Wednesday, January 7, 2009

My main Brit

This is another presentation of the absolute unforgiveness of the camera when it comes to taking pictures of me. But to introdue, this is Jake, my best Brit mate who I spend ample ample ample amount of time with. He is lovely-he's from the real Birmingham, not the "Sham" of Michigan, he has a sense of humor that could make even the shrewest person chuckle, a killer wit, an uncanny ability to read me like a book and a weakness for me and my dancing obsession. I don't know what I would do without him...he might really enjoy reading that....

Skating Adventure

For a friend's birthday last week we decided to hit up the outdoor ice rink in central Seoul. I figured it would be packed, but I didn't really realize HOW packed. We got there at 4 ish to lace up and we're given passes to come back in three hours- the next possible time they could fit us on the ice. So like mature adults we decided to go to a bar and get our blood flowing a different way. And as one could guess, drinking for three hours only added to the ridiculousness of the outing.
Eventually we made our way back and collected our ice skates, all of which were about two sizes off what they should have been. The rental personnel asked us if we had gloves and socks, because if not we would have to rent them. Renting gloves?..... that just doesn't seem sanitary. Once on the ice we realized that the skates had probably not been sharpened since they were purchased years back. So with the alcohol coursing through our veins, the absolute inability to stand on unsharpened skates, and with half a million small Korean children running into our legs on their unsharpened skates, we attempted to skate. No one wiped out-miraculously- but from the picture you can tell I was hanging on by a thread. Quite the afternoon.

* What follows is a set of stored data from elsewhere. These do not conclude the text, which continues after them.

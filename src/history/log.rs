//! The append-only transaction log
//!
//! One record per line, comma-delimited, no header:
//!
//! ```txt
//! 2023-04-05T12:31:08.123456,Food,bread,320
//! ```
//!
//! Three-field rows (no memo) are accepted on read. Rows that do not parse
//! are skipped with a warning; a corrupted line must never block
//! reconciliation. Besides reading and writing, this module carries the
//! maintenance operations on the local log: append, delete-last-match,
//! edit-last-match, and the frequent/recent suggestion queries.

use std::collections::HashMap;
use std::fs::OpenOptions;
use std::io::{self, Write};
use std::path::Path;

use chrono::{NaiveDate, NaiveDateTime};
use log::{debug, warn};

use crate::util::entry::{Amount, Record};

/// ISO-8601 with microseconds, the one format ever written
pub const TIMESTAMP_FORMAT: &str = "%Y-%m-%dT%H:%M:%S%.6f";

/// Parse a timestamp, tolerating missing fractions and date-only rows
pub fn parse_timestamp(s: &str) -> Option<NaiveDateTime> {
    let s = s.trim();
    for format in ["%Y-%m-%dT%H:%M:%S%.f", "%Y-%m-%dT%H:%M:%S"] {
        if let Ok(t) = NaiveDateTime::parse_from_str(s, format) {
            return Some(t);
        }
    }
    NaiveDate::parse_from_str(s, "%Y-%m-%d")
        .ok()
        .and_then(|d| d.and_hms_opt(0, 0, 0))
}

/// Parse one log line, `None` for blank or malformed rows
pub fn parse_row(line: &str) -> Option<Record> {
    let line = line.trim_end_matches(|c| c == '\r' || c == '\n');
    if line.trim().is_empty() {
        return None;
    }
    let fields: Vec<&str> = line.split(',').collect();
    let (ts, category, memo, amount) = match fields.as_slice() {
        [ts, category, memo, amount] => (*ts, *category, *memo, *amount),
        [ts, category, amount] => (*ts, *category, "", *amount),
        _ => {
            warn!("skipping malformed log row: '{}'", line);
            return None;
        }
    };
    let timestamp = match parse_timestamp(ts) {
        Some(t) => t,
        None => {
            warn!("skipping log row with unreadable timestamp: '{}'", line);
            return None;
        }
    };
    let amount = match amount.trim().parse::<i64>() {
        Ok(a) => a,
        Err(_) => {
            warn!("skipping log row with unreadable amount: '{}'", line);
            return None;
        }
    };
    Some(Record::new(timestamp, category, memo, Amount(amount)))
}

/// Render one record as its log line
pub fn format_row(record: &Record) -> String {
    format!(
        "{},{},{},{}",
        record.timestamp.format(TIMESTAMP_FORMAT),
        record.category,
        record.memo,
        record.amount,
    )
}

/// Read a whole log file; malformed rows are dropped, not fatal
pub fn read_log(path: &Path) -> io::Result<Vec<Record>> {
    let contents = std::fs::read_to_string(path)?;
    Ok(contents.lines().filter_map(parse_row).collect())
}

/// Write a whole log file, replacing its previous contents
pub fn write_log(path: &Path, records: &[Record]) -> io::Result<()> {
    let mut out = String::new();
    for record in records {
        out.push_str(&format_row(record));
        out.push('\n');
    }
    std::fs::write(path, out)
}

/// Append one record to the log, creating the file if needed
pub fn append(path: &Path, record: &Record) -> io::Result<()> {
    let mut file = OpenOptions::new().create(true).append(true).open(path)?;
    writeln!(file, "{}", format_row(record))?;
    debug!("stored record: {}", format_row(record));
    Ok(())
}

/// Drop the last record matching the given filters
///
/// The date is compared calendar-day only; empty category/memo and a zero
/// amount mean "any". Returns whether a record was removed.
pub fn delete_last(
    records: &mut Vec<Record>,
    date: NaiveDate,
    category: &str,
    memo: &str,
    amount: Amount,
) -> bool {
    let at = records.iter().rposition(|r| {
        r.timestamp.date() == date
            && (category.is_empty() || r.category == category)
            && (memo.is_empty() || r.memo == memo)
            && (!amount.nonzero() || r.amount == amount)
    });
    match at {
        Some(i) => {
            let gone = records.remove(i);
            debug!("deleted record: {}", format_row(&gone));
            true
        }
        None => {
            debug!(
                "no record to delete for ({}, {}, {}, {})",
                date, category, memo, amount,
            );
            false
        }
    }
}

/// Replacement values for an edited record; `None` keeps the old field
#[derive(Debug, Default, Clone)]
pub struct Revision {
    pub date: Option<NaiveDate>,
    pub category: Option<String>,
    pub amount: Option<Amount>,
    pub memo: Option<String>,
}

/// Rewrite the last record matching the given filters
///
/// The edited record is re-stamped at midnight of its (possibly new) date
/// and the log is re-sorted chronologically. Returns whether a record was
/// changed.
pub fn edit_last(
    records: &mut Vec<Record>,
    date: NaiveDate,
    category: &str,
    memo: &str,
    amount: Amount,
    new: &Revision,
) -> bool {
    let at = records.iter().rposition(|r| {
        r.timestamp.date() == date
            && (category.is_empty() || r.category == category)
            && (memo.is_empty() || r.memo == memo)
            && (!amount.nonzero() || r.amount == amount)
    });
    let i = match at {
        Some(i) => i,
        None => {
            debug!(
                "no record to edit for ({}, {}, {}, {})",
                date, category, memo, amount,
            );
            return false;
        }
    };
    let new_date = new.date.unwrap_or(date);
    // the wall-clock part of the original stamp is not kept
    let stamp = match new_date.and_hms_opt(0, 0, 0) {
        Some(t) => t,
        None => unreachable!(),
    };
    records[i].timestamp = stamp;
    if let Some(category) = &new.category {
        records[i].category = category.clone();
    }
    if let Some(amount) = new.amount {
        records[i].amount = amount;
    }
    records[i].memo = new.memo.clone().unwrap_or_default();
    records.sort_by_key(|r| r.timestamp);
    true
}

/// A transaction shape worth suggesting again, date stripped
#[derive(Debug, Clone, PartialEq, Eq)]
pub struct Suggestion {
    pub category: String,
    pub memo: String,
    pub amount: Amount,
}

impl Suggestion {
    fn of(record: &Record) -> Self {
        Self {
            category: record.category.clone(),
            memo: record.memo.clone(),
            amount: record.amount,
        }
    }
}

/// Transactions recorded at least twice, most repeated first
pub fn frequent(records: &[Record], count: usize) -> Vec<Suggestion> {
    let mut ordinals: HashMap<(String, String, i64), (usize, usize)> = HashMap::new();
    for (i, record) in records.iter().enumerate() {
        let key = (record.category.clone(), record.memo.clone(), record.amount.0);
        let entry = ordinals.entry(key).or_insert((0, i));
        entry.0 += 1;
    }
    let mut seen: Vec<_> = ordinals
        .into_iter()
        .filter(|(_, (n, _))| *n >= 2)
        .collect();
    // most repeated first, earliest first appearance breaking ties
    seen.sort_by_key(|(_, (n, first))| (std::cmp::Reverse(*n), *first));
    seen.into_iter()
        .take(count)
        .map(|((category, memo, amount), _)| Suggestion {
            category,
            memo,
            amount: Amount(amount),
        })
        .collect()
}

/// Latest distinct transactions, newest first
pub fn recent(records: &[Record], count: usize) -> Vec<Suggestion> {
    let mut sorted: Vec<&Record> = records.iter().collect();
    sorted.sort_by_key(|r| std::cmp::Reverse(r.timestamp));
    let mut out: Vec<Suggestion> = Vec::new();
    for record in sorted {
        let suggestion = Suggestion::of(record);
        if !out.contains(&suggestion) {
            out.push(suggestion);
            if out.len() == count {
                break;
            }
        }
    }
    out
}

What's wrong with your face?

What I've had to be convinced over the past four months is in Korea bluntness is not meant to be mean it is supposed to be a way to express concern for friends and co-workers. The frankness in combination with the language barrier, however, is something that has to be taken with a large lick of salt and a thick skin.

About two months ago one of my bosses needed to take a picture of me for an ID card. For two days she came into my classroom, looked at me, and actually refused to take my picture......... The same boss took a picture of my friend Paul when he was growing out his beard for his ID card and when he got it back the picture was a picture she had photoshopped out of a group photo taken a month before when he was clean shaven.

In the past week, especially, I've had to daily prepare myself for the onslaught of comments from my Korean staff as soon as I get to work. Since last Wednesday I have had the flu. (I was so sick I had to hang up my party dress and drag out the NyQuil and Gatorade on new years eve!Bummer, I know.) So the comments have been free flowing. Comments such as, "What's wrong with your face Dan-e-yell?", "Are you sick? You look terrible?" or the classic "You look really tired."

So the question is...plain rudeness? or true concern? I'm still in need of more convincing for the later.